📚 API Documentation
Welcome to the Agentic Data Interface API. This REST API provides AI agents and developers with efficient access to arXiv academic papers in various formats.
🎁 Free Testing
Papers 2409.05591 and 2504.21776 are available without authentication for testing purposes.
⚡ Key Features
🌐 Base URL
https://data.rag.ac.cn/arxiv/
🔑 Authentication
Most endpoints require a valid API token. You can provide the token in two ways:
Method 1: Authorization Header
Authorization: Bearer YOUR_TOKEN_HERE
Method 2: Query Parameter
?token=YOUR_TOKEN_HERE
🎁 Free Papers (No Token Required)
Papers 2409.05591 and 2504.21776 can be accessed without a token.
📝 Getting a Token
Visit /register to create an account and get your API token. Each token includes 10,000 free daily requests. Need more? Contact us with your use case.
🔌 API Endpoints
All endpoints use the same base URL with different type parameters to specify the data format.
📋 Get Paper Metadata
Returns structured metadata including title, abstract, authors, sections, and statistics.
Parameters
| Parameter | Type | Required | Description |
|---|---|---|---|
| arxiv_id | string | Required | arXiv paper ID (e.g., 2409.05591, 2504.21776) |
| type | string | Required | Must be "head" |
| token | string | Optional | API token (not required for free papers) |
Response Fields
- title: Paper title
- abstract: Paper abstract
- authors: List of authors
- sections: Section names and metadata
- token_count: Total tokens in the paper
- categories: arXiv categories
- publish_at: Publication date
📌 Get Brief Information
Returns concise paper information including title, TLDR, keywords, publication date, and citation count. Perfect for quick summaries and list views.
Parameters
| Parameter | Type | Required | Description |
|---|---|---|---|
| arxiv_id | string | Required | arXiv paper ID (e.g., 2409.05591, 2504.21776) |
| type | string | Required | Must be "brief" |
| token | string | Optional | API token (not required for free papers) |
Response Fields
- arxiv_id: arXiv paper ID
- src_url: Direct link to PDF
- title: Paper title
- tldr: AI-generated summary (if available)

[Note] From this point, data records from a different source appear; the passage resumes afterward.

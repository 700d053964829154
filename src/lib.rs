//! ChatWarden - a moderation service for multi-chat communities
//!
//! # Architecture
//!
//! ```text
//! ┌─────────────────────────────────────────────────────────────┐
//! │                    Platform boundary                        │
//! │  - PlatformGateway (ban/unban/restrict/send/delete)         │
//! │  - Inbound messages and staff gestures                      │
//! └─────────────────────────────────────────────────────────────┘
//!                              │
//! ┌─────────────────────────────────────────────────────────────┐
//! │                     Service Layer                           │
//! │  - MessageInspector (per-message pipeline)                  │
//! │  - PunishmentEngine (ban/mute/warn + fan-out)               │
//! │  - AdminApi (operation façade), AuditRouter                 │
//! └─────────────────────────────────────────────────────────────┘
//!                              │
//! ┌─────────────────────────────────────────────────────────────┐
//! │                      Data Layer                             │
//! │  - SQLite (sqlx), WAL, single writer                        │
//! └─────────────────────────────────────────────────────────────┘
//! ```
//!
//! # Modules
//!
//! - `platform`: chat-platform capability trait and message types
//! - `service`: inspection, punishments, audit, admin façade
//! - `data`: database layer
//! - `config`: configuration management
//! - `error`: error types

pub mod config;
pub mod data;
pub mod error;
pub mod platform;
pub mod service;

use std::sync::Arc;

use crate::service::authz;

/// Application state shared across all handlers
#[derive(Clone)]
pub struct AppState {
    /// Application configuration
    pub config: Arc<config::AppConfig>,

    /// Database layer
    pub db: Arc<data::Database>,

    /// Chat platform capabilities
    pub gateway: Arc<dyn platform::PlatformGateway>,

    /// Punishment mutations
    pub engine: Arc<service::PunishmentEngine>,

    /// Per-message pipeline
    pub inspector: Arc<service::MessageInspector>,

    /// Operation façade for the UI shell
    pub admin: Arc<service::AdminApi>,

    /// Staff audit log
    pub audit: Arc<service::AuditRouter>,

    /// Multi-step prompt state
    pub dialogs: Arc<service::Dialogs>,
}

impl AppState {
    /// Initialize application state
    ///
    /// # Steps
    /// 1. Connect to the SQLite database (schema created on first run)
    /// 2. Register the moderated chats from config
    /// 3. Seed the system issuer and apply preset staff roles
    /// 4. Wire the audit router, engine, inspector and admin façade
    ///
    /// # Errors
    /// Returns error if any initialization step fails
    pub async fn new(
        config: config::AppConfig,
        gateway: Arc<dyn platform::PlatformGateway>,
    ) -> Result<Self, error::AppError> {
        tracing::info!("Initializing application state...");

        // 1. Connect to SQLite database
        let db = Arc::new(data::Database::connect(&config.database_path).await?);
        tracing::info!(path = %config.database_path.display(), "Database connected");

        // 2. Register moderated chats
        for chat_id in &config.moderated_chats {
            db.ensure_chat(*chat_id, None).await?;
        }
        tracing::info!(count = config.moderated_chats.len(), "Moderated chats registered");

        // 3. Seed the system issuer for automatic punishments, then apply
        //    preset staff. Both are idempotent across restarts.
        db.ensure_user(service::SYSTEM_USER_ID, Some("automod"), Some("AutoMod"))
            .await?;
        db.set_role(service::SYSTEM_USER_ID, authz::ROLE_OWNER)
            .await?;
        for (user_id, level) in config.preset_staff_parsed()? {
            db.ensure_user(user_id, None, None).await?;
            db.set_role(user_id, level).await?;
            tracing::info!(user_id, level, "Preset staff role applied");
        }

        // 4. Wire services
        let audit = Arc::new(service::AuditRouter::new(
            gateway.clone(),
            config.staff_chat_id,
            service::AuditTopics {
                log: config.log_topic_id,
                punish: config.punish_topic_id,
                gban: config.gban_topic_id,
                report: config.report_topic_id,
            },
        ));

        let engine = Arc::new(service::PunishmentEngine::new(
            db.clone(),
            gateway.clone(),
            audit.clone(),
            config.max_warns,
        ));

        let classifier: Option<Arc<dyn service::MessageClassifier>> =
            match &config.perplexity_api_key {
                Some(api_key) => {
                    tracing::info!(model = %config.perplexity_model, "AI classifier enabled");
                    Some(Arc::new(service::Classifier::new(
                        api_key.clone(),
                        config.perplexity_model.clone(),
                    )?))
                }
                None => {
                    tracing::info!("AI classifier disabled (no API key)");
                    None
                }
            };

        let inspector = Arc::new(service::MessageInspector::new(
            db.clone(),
            gateway.clone(),
            engine.clone(),
            classifier,
            service::InspectorConfig {
                spam_messages_count: config.spam_messages_count,
                spam_interval_seconds: config.spam_interval_seconds,
                antispam_warn_threshold: config.antispam_warn_threshold,
            },
        ));

        let admin = Arc::new(service::AdminApi::new(
            db.clone(),
            engine.clone(),
            audit.clone(),
            config.users_per_page,
        ));

        tracing::info!("Application state initialized");

        Ok(Self {
            config: Arc::new(config),
            db,
            gateway,
            engine,
            inspector,
            admin,
            audit,
            dialogs: Arc::new(service::Dialogs::new()),
        })
    }
}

- keywords: List of keywords (if available)
- publish_at: Publication date
- citations: Citation count
Example Response
"arxiv_id": "2409.05591",
"src_url": "https://arxiv.org/pdf/2409.05591",
"title": "Paper Title",
"tldr": "Brief summary...",
"keywords": ["AI", "Machine Learning"],
"publish_at": "2024-09-05",
"citations": 42
}
👀 Preview Paper Content
Returns a configurable number of characters from the paper for quick preview. Default is 10,000 characters, but you can adjust it from 100 to 100,000. Useful for mobile devices or when you want to quickly scan the introduction.
Parameters
| Parameter | Type | Required | Description |
|---|---|---|---|
| arxiv_id | string | Required | arXiv paper ID |
| type | string | Required | Must be "preview" |
| characters | integer | Optional | Number of characters to return (default: 10000, range: 100-100000) |
Response Fields
- preview: First N characters (configurable)

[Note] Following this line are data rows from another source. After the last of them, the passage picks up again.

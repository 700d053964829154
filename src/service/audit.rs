//! Staff audit log router
//!
//! Translates structured events into short human-readable records posted to
//! the configured staff chat, partitioned by topic id. Delivery is
//! best-effort: failures are logged at WARN and dropped, auditing never
//! blocks a mutation.

use std::sync::Arc;

use crate::data::{PunishmentKind, Report, User};
use crate::platform::PlatformGateway;
use crate::service::duration::format_duration;

/// Topic ids inside the staff chat. Any absent topic falls back to `log`.
#[derive(Debug, Clone, Copy, Default)]
pub struct AuditTopics {
    pub log: Option<i64>,
    pub punish: Option<i64>,
    pub gban: Option<i64>,
    pub report: Option<i64>,
}

pub struct AuditRouter {
    gateway: Arc<dyn PlatformGateway>,
    staff_chat_id: Option<i64>,
    topics: AuditTopics,
}

impl AuditRouter {
    pub fn new(
        gateway: Arc<dyn PlatformGateway>,
        staff_chat_id: Option<i64>,
        topics: AuditTopics,
    ) -> Self {
        Self {
            gateway,
            staff_chat_id,
            topics,
        }
    }

    /// Audit one punishment mutation.
    pub async fn punishment(
        &self,
        kind: PunishmentKind,
        target: &User,
        issuer: &User,
        until: i64,
        reason: Option<&str>,
        now: i64,
    ) {
        let topic = match kind {
            PunishmentKind::GlobalBan => self.topics.gban.or(self.topics.log),
            _ => self.topics.punish.or(self.topics.log),
        };
        let text = format_punishment_record(kind, target, issuer, until, reason, now);
        self.deliver(&text, topic).await;
    }

    /// Audit a newly filed report.
    pub async fn report(&self, report: &Report, reporter: &User, reported: &User) {
        let topic = self.topics.report.or(self.topics.log);
        let text = format_report_record(report, reporter, reported);
        self.deliver(&text, topic).await;
    }

    /// Free-form record on the general log topic.
    pub async fn generic(&self, text: &str) {
        self.deliver(text, self.topics.log).await;
    }

    async fn deliver(&self, text: &str, topic: Option<i64>) {
        let Some(staff_chat_id) = self.staff_chat_id else {
            tracing::debug!("audit dropped: staff_chat_id is not configured");
            return;
        };

        if let Err(error) = self
            .gateway
            .send_message(staff_chat_id, text, topic)
            .await
        {
            tracing::warn!(%error, ?topic, "Failed to deliver audit record");
        }
    }
}

fn icon(kind: PunishmentKind) -> &'static str {
    match kind {
        PunishmentKind::Ban => "🔨",
        PunishmentKind::Unban => "✅",
        PunishmentKind::Mute => "🔇",
        PunishmentKind::Unmute => "🔊",
        PunishmentKind::Warn => "⚠️",
        PunishmentKind::Unwarn => "♻️",
        PunishmentKind::EditBan | PunishmentKind::EditMute => "✏️",
        PunishmentKind::GlobalBan => "🌐",
    }
}

fn escape(text: &str) -> String {
    html_escape::encode_text(text).into_owned()
}

/// Multi-line HTML block: icon + action, target, issuer, then duration and
/// reason when applicable. Interpolated content is escaped.
fn format_punishment_record(
    kind: PunishmentKind,
    target: &User,
    issuer: &User,
    until: i64,
    reason: Option<&str>,
    now: i64,
) -> String {
    let mut lines = vec![
        format!(
            "{} <b>{}</b>",
            icon(kind),
            kind.as_str().to_uppercase()
        ),
        format!(
            "Нарушитель: {} [<code>{}</code>]",
            escape(&target.label()),
            target.user_id
        ),
        format!(
            "Модератор: {} [<code>{}</code>]",
            escape(&issuer.label()),
            issuer.user_id
        ),
    ];

    if kind.has_duration() {
        lines.push(format!("Срок: {}", format_duration(until, now)));
    }
    if let Some(reason) = reason {
        if !reason.is_empty() {
            lines.push(format!("Причина: {}", escape(reason)));
        }
    }

    lines.join("\n")
}

fn format_report_record(report: &Report, reporter: &User, reported: &User) -> String {
    [
        format!("📣 <b>REPORT</b> #{}", report.id),
        format!(
            "На: {} [<code>{}</code>]",
            escape(&reported.label()),
            reported.user_id
        ),
        format!(
            "От: {} [<code>{}</code>]",
            escape(&reporter.label()),
            reporter.user_id
        ),
        format!("Причина: {}", escape(&report.reason)),
    ]
    .join("\n")
}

- is_truncated: Whether content was truncated
- total_characters: Total characters in full document
- preview_characters: Actual characters in preview
📄 Get Full Content
Returns the complete paper content in Markdown format.
Parameters
| Parameter | Type | Required | Description |
|---|---|---|---|
| arxiv_id | string | Required | arXiv paper ID |
| type | string | Required | Must be "raw" |
📑 Get Specific Section
Returns content from a specific section of the paper (e.g., "Introduction", "Conclusion").
Parameters
| Parameter | Type | Required | Description |
|---|---|---|---|
| arxiv_id | string | Required | arXiv paper ID |
| type | string | Required | Must be "section" |
| section | string | Required | Section name (e.g., "Introduction", "Methods") |
📊 Get Complete JSON
Returns the complete structured JSON file with all sections and metadata.
🌐 Get HTML View
Returns a beautifully rendered HTML page for viewing in a browser.
Quick Access
🔍 Search & Retrieve
Unified semantic retrieval over arXiv, bioRxiv and medRxiv.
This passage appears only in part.